AIM OF THE EXERCISE: Show every line of the data that contains the string "context".

EXERCISE DATA:
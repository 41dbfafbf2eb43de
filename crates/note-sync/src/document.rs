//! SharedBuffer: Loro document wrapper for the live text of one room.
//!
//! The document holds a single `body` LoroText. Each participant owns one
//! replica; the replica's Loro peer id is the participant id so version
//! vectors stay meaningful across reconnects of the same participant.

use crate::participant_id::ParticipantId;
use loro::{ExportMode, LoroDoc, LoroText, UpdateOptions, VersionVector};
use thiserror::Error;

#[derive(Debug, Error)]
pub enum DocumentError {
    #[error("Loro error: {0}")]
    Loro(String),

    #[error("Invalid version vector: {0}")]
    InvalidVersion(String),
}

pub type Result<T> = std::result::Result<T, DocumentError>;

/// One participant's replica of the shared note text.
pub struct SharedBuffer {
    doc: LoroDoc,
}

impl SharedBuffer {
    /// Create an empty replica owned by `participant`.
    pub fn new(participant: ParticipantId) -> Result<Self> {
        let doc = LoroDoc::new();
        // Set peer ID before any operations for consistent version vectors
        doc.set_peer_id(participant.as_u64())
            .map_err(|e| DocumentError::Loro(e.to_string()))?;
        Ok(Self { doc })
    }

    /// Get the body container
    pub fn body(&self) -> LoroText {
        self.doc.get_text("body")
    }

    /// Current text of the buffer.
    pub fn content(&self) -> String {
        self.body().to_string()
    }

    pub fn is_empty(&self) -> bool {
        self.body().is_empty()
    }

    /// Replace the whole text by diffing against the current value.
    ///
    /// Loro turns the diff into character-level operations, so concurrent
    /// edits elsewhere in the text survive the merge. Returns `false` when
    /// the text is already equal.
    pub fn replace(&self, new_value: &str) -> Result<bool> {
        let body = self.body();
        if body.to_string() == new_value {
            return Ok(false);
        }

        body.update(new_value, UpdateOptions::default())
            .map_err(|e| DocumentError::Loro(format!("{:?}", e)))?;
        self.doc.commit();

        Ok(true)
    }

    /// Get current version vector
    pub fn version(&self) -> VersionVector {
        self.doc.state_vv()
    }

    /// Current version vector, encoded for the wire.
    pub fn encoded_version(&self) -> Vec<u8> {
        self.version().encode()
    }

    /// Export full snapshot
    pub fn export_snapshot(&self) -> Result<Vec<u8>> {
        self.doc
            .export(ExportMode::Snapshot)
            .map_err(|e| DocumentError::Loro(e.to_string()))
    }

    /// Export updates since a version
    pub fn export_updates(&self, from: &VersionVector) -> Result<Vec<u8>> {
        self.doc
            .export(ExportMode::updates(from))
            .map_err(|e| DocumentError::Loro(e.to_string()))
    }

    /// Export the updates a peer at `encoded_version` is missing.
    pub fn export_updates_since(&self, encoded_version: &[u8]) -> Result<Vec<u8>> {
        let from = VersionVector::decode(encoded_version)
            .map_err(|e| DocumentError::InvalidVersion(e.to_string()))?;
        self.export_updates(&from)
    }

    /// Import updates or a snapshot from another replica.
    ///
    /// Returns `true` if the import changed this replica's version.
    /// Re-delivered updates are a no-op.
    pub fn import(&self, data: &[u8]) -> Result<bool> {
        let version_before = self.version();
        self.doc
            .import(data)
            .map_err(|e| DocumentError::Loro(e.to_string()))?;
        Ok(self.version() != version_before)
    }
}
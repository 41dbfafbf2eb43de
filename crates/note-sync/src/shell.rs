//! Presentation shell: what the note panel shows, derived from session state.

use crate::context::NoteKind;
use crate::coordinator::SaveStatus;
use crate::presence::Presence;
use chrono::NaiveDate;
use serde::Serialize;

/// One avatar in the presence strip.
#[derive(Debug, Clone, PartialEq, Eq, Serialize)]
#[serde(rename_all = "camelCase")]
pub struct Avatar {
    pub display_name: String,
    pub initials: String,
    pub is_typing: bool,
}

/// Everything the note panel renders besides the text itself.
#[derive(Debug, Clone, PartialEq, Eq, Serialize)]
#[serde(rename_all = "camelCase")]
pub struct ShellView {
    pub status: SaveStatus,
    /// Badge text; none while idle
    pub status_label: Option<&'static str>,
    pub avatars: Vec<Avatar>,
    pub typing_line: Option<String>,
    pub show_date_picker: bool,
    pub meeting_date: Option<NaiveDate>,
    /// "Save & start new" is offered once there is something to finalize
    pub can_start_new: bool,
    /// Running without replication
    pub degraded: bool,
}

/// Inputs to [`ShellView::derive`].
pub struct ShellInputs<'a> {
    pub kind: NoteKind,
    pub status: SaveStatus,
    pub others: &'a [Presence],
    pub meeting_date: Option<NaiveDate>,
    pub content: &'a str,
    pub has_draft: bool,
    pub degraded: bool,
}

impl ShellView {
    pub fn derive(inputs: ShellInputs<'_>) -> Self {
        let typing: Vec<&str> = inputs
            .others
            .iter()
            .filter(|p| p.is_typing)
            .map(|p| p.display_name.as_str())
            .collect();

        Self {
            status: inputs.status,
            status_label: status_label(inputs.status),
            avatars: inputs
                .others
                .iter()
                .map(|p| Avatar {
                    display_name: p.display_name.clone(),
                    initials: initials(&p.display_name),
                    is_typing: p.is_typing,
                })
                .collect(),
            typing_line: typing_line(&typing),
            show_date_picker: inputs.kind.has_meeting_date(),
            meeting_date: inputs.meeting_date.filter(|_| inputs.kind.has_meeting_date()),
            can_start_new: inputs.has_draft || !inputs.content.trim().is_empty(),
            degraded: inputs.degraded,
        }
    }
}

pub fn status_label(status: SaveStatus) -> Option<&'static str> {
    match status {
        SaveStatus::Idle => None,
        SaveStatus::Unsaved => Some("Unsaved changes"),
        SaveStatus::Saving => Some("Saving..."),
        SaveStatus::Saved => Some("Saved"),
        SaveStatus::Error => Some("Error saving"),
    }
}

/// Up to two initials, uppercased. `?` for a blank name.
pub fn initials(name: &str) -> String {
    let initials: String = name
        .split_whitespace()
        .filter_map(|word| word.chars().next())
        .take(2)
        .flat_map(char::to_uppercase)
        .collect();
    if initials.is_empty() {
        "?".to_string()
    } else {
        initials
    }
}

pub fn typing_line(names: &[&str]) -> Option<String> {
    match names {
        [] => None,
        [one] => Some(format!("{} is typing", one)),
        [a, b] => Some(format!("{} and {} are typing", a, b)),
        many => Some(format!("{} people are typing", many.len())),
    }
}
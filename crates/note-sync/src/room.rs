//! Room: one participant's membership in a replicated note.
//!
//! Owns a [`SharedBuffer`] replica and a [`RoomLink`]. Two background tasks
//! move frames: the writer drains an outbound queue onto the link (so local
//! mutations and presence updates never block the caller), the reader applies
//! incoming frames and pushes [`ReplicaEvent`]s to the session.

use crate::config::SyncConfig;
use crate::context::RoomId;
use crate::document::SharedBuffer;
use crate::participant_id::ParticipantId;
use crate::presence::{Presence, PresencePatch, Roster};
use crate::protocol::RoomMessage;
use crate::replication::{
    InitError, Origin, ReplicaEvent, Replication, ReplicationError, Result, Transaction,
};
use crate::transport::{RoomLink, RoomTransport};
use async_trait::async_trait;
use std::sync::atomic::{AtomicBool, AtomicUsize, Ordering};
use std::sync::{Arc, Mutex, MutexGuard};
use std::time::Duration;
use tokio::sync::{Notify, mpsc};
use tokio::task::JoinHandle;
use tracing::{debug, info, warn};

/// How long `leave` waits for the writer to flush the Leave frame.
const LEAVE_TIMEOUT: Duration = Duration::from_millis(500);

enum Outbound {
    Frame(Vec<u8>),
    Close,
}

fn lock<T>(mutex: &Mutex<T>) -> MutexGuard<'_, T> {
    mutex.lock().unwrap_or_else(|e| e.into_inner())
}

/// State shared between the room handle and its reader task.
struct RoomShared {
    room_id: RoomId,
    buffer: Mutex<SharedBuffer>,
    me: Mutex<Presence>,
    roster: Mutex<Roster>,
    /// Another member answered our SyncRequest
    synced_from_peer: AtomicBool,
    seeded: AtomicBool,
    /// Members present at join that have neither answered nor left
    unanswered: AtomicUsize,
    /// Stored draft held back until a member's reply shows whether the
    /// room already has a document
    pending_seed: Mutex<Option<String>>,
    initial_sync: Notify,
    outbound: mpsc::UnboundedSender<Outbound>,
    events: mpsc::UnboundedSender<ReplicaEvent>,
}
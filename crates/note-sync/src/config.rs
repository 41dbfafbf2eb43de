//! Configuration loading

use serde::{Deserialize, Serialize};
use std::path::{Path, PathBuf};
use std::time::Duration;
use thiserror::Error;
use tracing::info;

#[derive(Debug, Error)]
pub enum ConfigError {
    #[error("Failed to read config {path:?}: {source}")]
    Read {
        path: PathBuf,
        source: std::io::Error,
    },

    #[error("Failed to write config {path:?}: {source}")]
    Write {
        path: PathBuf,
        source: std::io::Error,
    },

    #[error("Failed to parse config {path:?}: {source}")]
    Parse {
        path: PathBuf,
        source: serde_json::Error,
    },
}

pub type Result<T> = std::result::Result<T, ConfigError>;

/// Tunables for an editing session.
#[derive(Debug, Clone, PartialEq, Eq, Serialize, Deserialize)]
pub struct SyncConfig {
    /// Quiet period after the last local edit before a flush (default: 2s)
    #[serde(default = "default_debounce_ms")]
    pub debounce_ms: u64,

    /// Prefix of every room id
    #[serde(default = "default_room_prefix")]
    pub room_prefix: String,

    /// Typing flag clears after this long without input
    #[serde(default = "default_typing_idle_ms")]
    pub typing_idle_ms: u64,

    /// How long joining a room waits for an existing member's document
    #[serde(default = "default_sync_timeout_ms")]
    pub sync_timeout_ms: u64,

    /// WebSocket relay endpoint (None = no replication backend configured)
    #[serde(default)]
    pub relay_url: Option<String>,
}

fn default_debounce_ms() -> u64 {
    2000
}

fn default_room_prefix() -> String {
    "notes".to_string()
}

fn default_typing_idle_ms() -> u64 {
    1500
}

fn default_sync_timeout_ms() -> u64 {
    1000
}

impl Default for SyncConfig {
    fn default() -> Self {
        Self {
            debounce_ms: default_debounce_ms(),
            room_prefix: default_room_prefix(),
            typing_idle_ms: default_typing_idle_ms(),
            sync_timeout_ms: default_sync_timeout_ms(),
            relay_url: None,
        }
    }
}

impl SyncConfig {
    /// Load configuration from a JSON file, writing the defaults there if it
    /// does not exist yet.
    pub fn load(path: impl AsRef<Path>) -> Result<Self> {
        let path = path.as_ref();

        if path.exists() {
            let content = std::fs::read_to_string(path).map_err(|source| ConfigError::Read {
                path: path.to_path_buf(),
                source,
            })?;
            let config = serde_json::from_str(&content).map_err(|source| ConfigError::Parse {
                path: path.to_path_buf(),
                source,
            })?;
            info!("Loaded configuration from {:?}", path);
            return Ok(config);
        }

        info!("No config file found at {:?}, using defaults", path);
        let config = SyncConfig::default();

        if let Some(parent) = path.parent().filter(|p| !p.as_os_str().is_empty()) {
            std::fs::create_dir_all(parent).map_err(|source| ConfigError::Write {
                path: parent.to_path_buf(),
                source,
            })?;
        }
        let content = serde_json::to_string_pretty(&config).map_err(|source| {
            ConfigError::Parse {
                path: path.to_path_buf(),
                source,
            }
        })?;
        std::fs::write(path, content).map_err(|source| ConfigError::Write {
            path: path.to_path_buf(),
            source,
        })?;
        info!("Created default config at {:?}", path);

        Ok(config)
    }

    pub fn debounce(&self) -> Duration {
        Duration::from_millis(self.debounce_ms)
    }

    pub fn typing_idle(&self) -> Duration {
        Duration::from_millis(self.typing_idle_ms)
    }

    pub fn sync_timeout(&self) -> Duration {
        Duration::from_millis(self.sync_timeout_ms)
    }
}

REPLY TO THE TASK:
use crate::context::NoteKind;
use crate::context::RoomId;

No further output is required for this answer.